Maintenant, de grandes flammes jaunes et rouges montaient dans la cheminée. Une douce odeur de soupe envahissait la pièce et Jeannot laissa couler une larme, cette bonne odeur lui rappelait des temps heureux. Un des deux hommes en habits bleus frottait sa mère avec un liquide jaune qui sentait bon les fleurs du jardin, peut-être même un peu plus fort.... C'était presque trop fort comme odeur, mais cette friction avait redonné du rose aux joues de sa mère ! Il s'approcha, posa sa main sur son front, il était moins froid. Le feu et l'eau des fleurs, pensa jeannot. Son père s'approcha doucement et, le prenant par la main, l'amena vers le chien.

    • Viens Jeannot, je vais te présenter Apache ! C'est lui qui est venu nous cherchez dans la vallée. Quand il est rentré dans la maison, tu dormais les coudes sur la table. Il a compris que quelque chose n'allait pas. Alors il est resorti par le soupirail de la cave et il est descendu au village. Antoine connait bien son chien ! Il a compris qu'il se passait quelque chose d'anormal dans la montagne. Moi, j'étais sur le chemin du retour quand il est arrivé chez son maître. Il m'a attrapé par la manche et m'a tiré vers le chemin de crête. C'est là que nous avons compris qu'il s'agissait de notre maison, de notre famille.... Alors nous sommes allés chercher le guérisseur, au cas où, et nous avons pris le chemin vers le sommet.

    • Et maman, qu'est-ce qu'elle a eu ? Pourquoi a-t-elle dormi pendant deux jours en me laissant tout seul ? Pourquoi tu es parti si longtemps ? Pourquoi tu es revenu ?

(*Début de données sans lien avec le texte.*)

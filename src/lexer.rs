use crate::error::{ScriptError, Span};
use std::collections::HashSet;

#[derive(Debug, Clone, Copy, PartialEq, Eq)]
pub enum TokenKind {
    Keyword,
    Identifier,
    Number,
    String,
    Operator,
    Delimiter,
    Comment,
    Eof,
}

pub const KEYWORDS: &[&str] = &[
    "print", "if", "elif", "else", "endif", "f", "endf", "return", "for", "to", "do", "endfor",
    "while", "endwhile", "in", "break", "class", "endclass", "init", "endinit", "extends",
    "super", "from", "use", "share", "load", "as", "new", "null", "True", "False",
];

/// Operators, longest first so matching is greedy.
pub const OPERATORS: &[&str] = &[
    "==", "!=", ">=", "<=", "&&", "||", "**", "//", "+", "-", "*", "/", "=", ">", "<", "%",
];

const OPERATOR_CHARS: &str = "+-*/=!><&|%";

const DELIMITERS: &str = "()[]{},:.";

#[derive(Debug, Clone, PartialEq)]
pub struct Token {
    pub kind: TokenKind,
    /// Source text of the token. String tokens hold the unquoted contents.
    pub text: String,
    pub span: Span,
}

impl Token {
    pub fn new(kind: TokenKind, text: String, span: Span) -> Self {
        Self { kind, text, span }
    }

    pub fn is(&self, kind: TokenKind, text: &str) -> bool {
        self.kind == kind && self.text == text
    }

    pub fn is_keyword(&self, text: &str) -> bool {
        self.is(TokenKind::Keyword, text)
    }

    pub fn line(&self) -> usize {
        self.span.line
    }

    pub fn column(&self) -> usize {
        self.span.column
    }
}

pub struct Lexer {
    source: Vec<char>,
    tokens: Vec<Token>,
    start: usize,
    current: usize,
    line: usize,
    column: usize,
    start_line: usize,
    start_column: usize,
    keywords: HashSet<&'static str>,
}

impl Lexer {
    pub fn new(source: &str) -> Self {
        Self {
            source: source.chars().collect(),
            tokens: Vec::new(),
            start: 0,
            current: 0,
            line: 1,
            column: 1,
            start_line: 1,
            start_column: 1,
            keywords: KEYWORDS.iter().copied().collect(),
        }
    }

    /// Tokenizes the whole source. The returned stream always ends with an
    /// `Eof` token; calling this again rescans from the beginning.
    pub fn scan_tokens(&mut self) -> Result<Vec<Token>, ScriptError> {
        self.tokens.clear();
        self.current = 0;
        self.line = 1;
        self.column = 1;

        while !self.is_at_end() {
            self.start = self.current;
            self.start_line = self.line;
            self.start_column = self.column;
            self.scan_token()?;
        }

        self.tokens.push(Token::new(
            TokenKind::Eof,
            String::new(),
            Span::new(self.current, self.current, self.line, self.column),
        ));

        Ok(std::mem::take(&mut self.tokens))
    }

    fn is_at_end(&self) -> bool {
        self.current >= self.source.len()
    }

    fn scan_token(&mut self) -> Result<(), ScriptError> {
        let c = self.advance();

        match c {
            c if c.is_whitespace() => {}
            '>' if self.peek() == '>' => self.comment(),
            '"' | '\'' => self.string(c)?,
            c if c.is_ascii_digit() => self.number(),
            c if c.is_alphabetic() || c == '_' => self.identifier(),
            c if OPERATOR_CHARS.contains(c) => self.operator()?,
            c if DELIMITERS.contains(c) => self.add_token(TokenKind::Delimiter),
            _ => {
                return Err(ScriptError::lex_error(
                    self.current_span(),
                    format!(
                        "Unexpected character: '{}' at line {}, column {}",
                        c, self.start_line, self.start_column
                    ),
                ));
            }
        }

        Ok(())
    }

    fn advance(&mut self) -> char {
        let c = self.source.get(self.current).copied().unwrap_or('\0');
        self.current += 1;
        if c == '\n' {
            self.line += 1;
            self.column = 1;
        } else {
            self.column += 1;
        }
        c
    }

    fn peek(&self) -> char {
        self.source.get(self.current).copied().unwrap_or('\0')
    }

    fn comment(&mut self) {
        while self.peek() != '\n' && !self.is_at_end() {
            self.advance();
        }
        self.add_token(TokenKind::Comment);
    }

    fn string(&mut self, quote: char) -> Result<(), ScriptError> {
        while self.peek() != quote && !self.is_at_end() {
            self.advance();
        }

        if self.is_at_end() {
            return Err(ScriptError::lex_error(
                self.current_span(),
                format!(
                    "Unterminated string at line {}, column {}",
                    self.start_line, self.start_column
                ),
            ));
        }

        // Closing quote
        self.advance();

        let contents: String = self.source[self.start + 1..self.current - 1].iter().collect();
        self.add_token_with_text(TokenKind::String, contents);
        Ok(())
    }

    /// A digit run with at most one decimal point. Whether it is an integer
    /// or a double is decided by the parser.
    fn number(&mut self) {
        let mut seen_point = false;
        loop {
            let c = self.peek();
            if c.is_ascii_digit() {
                self.advance();
            } else if c == '.' && !seen_point {
                seen_point = true;
                self.advance();
            } else {
                break;
            }
        }
        self.add_token(TokenKind::Number);
    }

    fn identifier(&mut self) {
        while self.peek().is_alphanumeric() || self.peek() == '_' {
            self.advance();
        }

        let text: String = self.source[self.start..self.current].iter().collect();
        let kind = if self.keywords.contains(text.as_str()) {
            TokenKind::Keyword
        } else {
            TokenKind::Identifier
        };

        self.add_token_with_text(kind, text);
    }

    fn operator(&mut self) -> Result<(), ScriptError> {
        let first = self.source[self.start];
        let two: String = [first, self.peek()].iter().collect();

        if OPERATORS.contains(&two.as_str()) {
            self.advance();
            self.add_token_with_text(TokenKind::Operator, two);
            return Ok(());
        }

        let one = first.to_string();
        if OPERATORS.contains(&one.as_str()) {
            self.add_token_with_text(TokenKind::Operator, one);
            Ok(())
        } else {
            Err(ScriptError::lex_error(
                self.current_span(),
                format!(
                    "Invalid operator: {} at line {}, column {}",
                    one, self.start_line, self.start_column
                ),
            ))
        }
    }

    fn current_span(&self) -> Span {
        Span::new(self.start, self.current, self.start_line, self.start_column)
    }

    fn add_token(&mut self, kind: TokenKind) {
        let text: String = self.source[self.start..self.current].iter().collect();
        self.add_token_with_text(kind, text);
    }

    fn add_token_with_text(&mut self, kind: TokenKind, text: String) {
        let span = self.current_span();
        self.tokens.push(Token::new(kind, text, span));
    }
}

#[cfg(test)]
mod tests {
    use super::*;
    use pretty_assertions::assert_eq;

    fn kinds_and_text(source: &str) -> Vec<(TokenKind, String)> {
        Lexer::new(source)
            .scan_tokens()
            .unwrap()
            .into_iter()
            .map(|t| (t.kind, t.text))
            .collect()
    }

    #[test]
    fn classifies_keywords_identifiers_and_literals() {
        let tokens = kinds_and_text("if (count >= 2.5) print('hi') endif");
        assert_eq!(
            tokens,
            vec![
                (TokenKind::Keyword, "if".to_string()),
                (TokenKind::Delimiter, "(".to_string()),
                (TokenKind::Identifier, "count".to_string()),
                (TokenKind::Operator, ">=".to_string()),
                (TokenKind::Number, "2.5".to_string()),
                (TokenKind::Delimiter, ")".to_string()),
                (TokenKind::Keyword, "print".to_string()),
                (TokenKind::Delimiter, "(".to_string()),
                (TokenKind::String, "hi".to_string()),
                (TokenKind::Delimiter, ")".to_string()),
                (TokenKind::Keyword, "endif".to_string()),
                (TokenKind::Eof, String::new()),
            ]
        );
    }

    #[test]
    fn operators_match_longest_first() {
        let ops: Vec<String> = kinds_and_text("a ** b // c == d != e && f || g % h")
            .into_iter()
            .filter(|(k, _)| *k == TokenKind::Operator)
            .map(|(_, t)| t)
            .collect();
        assert_eq!(ops, vec!["**", "//", "==", "!=", "&&", "||", "%"]);
    }

    #[test]
    fn comments_are_kept_as_tokens() {
        let tokens = kinds_and_text(">> a note\nx = 1");
        assert_eq!(tokens[0], (TokenKind::Comment, ">> a note".to_string()));
        assert_eq!(tokens[1], (TokenKind::Identifier, "x".to_string()));
    }

    #[test]
    fn tracks_line_and_column() {
        let tokens = Lexer::new("x = 1\n  y = 'two'").scan_tokens().unwrap();
        let y = &tokens[3];
        assert_eq!(y.text, "y");
        assert_eq!((y.line(), y.column()), (2, 3));
        let two = &tokens[5];
        assert_eq!((two.line(), two.column()), (2, 7));
    }

    #[test]
    fn number_takes_at_most_one_point() {
        let tokens = kinds_and_text("3.14.159");
        assert_eq!(tokens[0], (TokenKind::Number, "3.14".to_string()));
        assert_eq!(tokens[1], (TokenKind::Delimiter, ".".to_string()));
        assert_eq!(tokens[2], (TokenKind::Number, "159".to_string()));
    }

    #[test]
    fn unterminated_string_is_an_error() {
        let error = Lexer::new("x = \"abc").scan_tokens().unwrap_err();
        assert!(error.message.contains("Unterminated string"));
    }

    #[test]
    fn invalid_character_reports_position() {
        let error = Lexer::new("x = 1\ny = @").scan_tokens().unwrap_err();
        assert_eq!(error.message, "Unexpected character: '@' at line 2, column 5");
        assert_eq!((error.span.line, error.span.column), (2, 5));
    }

    #[test]
    fn lone_bang_is_not_an_operator() {
        assert!(Lexer::new("!x").scan_tokens().is_err());
    }

    #[test]
    fn scanning_is_restartable() {
        let mut lexer = Lexer::new("a + b");
        let first = lexer.scan_tokens().unwrap();
        let second = lexer.scan_tokens().unwrap();
        assert_eq!(first, second);
    }
}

Que de questions ! Comment un adulte pouvait-il faire comprendre à un enfant de cinq ans que souvent, presque toujours, quand il n'y a plus assez d'argent dans une famille, personne ne t'aide en ce début du vingtième siècle. Les aides, le chômage, tout ça n'existait pas encore, alors il fallait bien que l'un des deux se dévoua pour partir travailler ailleurs et ramener des sous (comme disait les anciens) afin de continuer à acheter le cochon, le sel, la farine, les habits et les petits soldats en plâtre que son père avait rapporté dans son gros sac en cuir. Sa mère avait eu, lui a t'on dit, une maladie dûe au manque de nourriture et le froid de la chambre avait fait le reste. Seulement voilà, en bas dans le village alors que les cloches sonnaient les douze coups de minuit du 24 décembre, le chien Apache avait compris que là haut, un petit bonhomme et sa maman avaient besoin de lui.

Aujourd'hui, cette maison de pierres existe toujours, mais plus personne ne l'habite, elle sert de refuge aux promeneurs, pendant les grands vents, et aux écureuils couleur de feu, comme Apache, le brave chien de la vallée.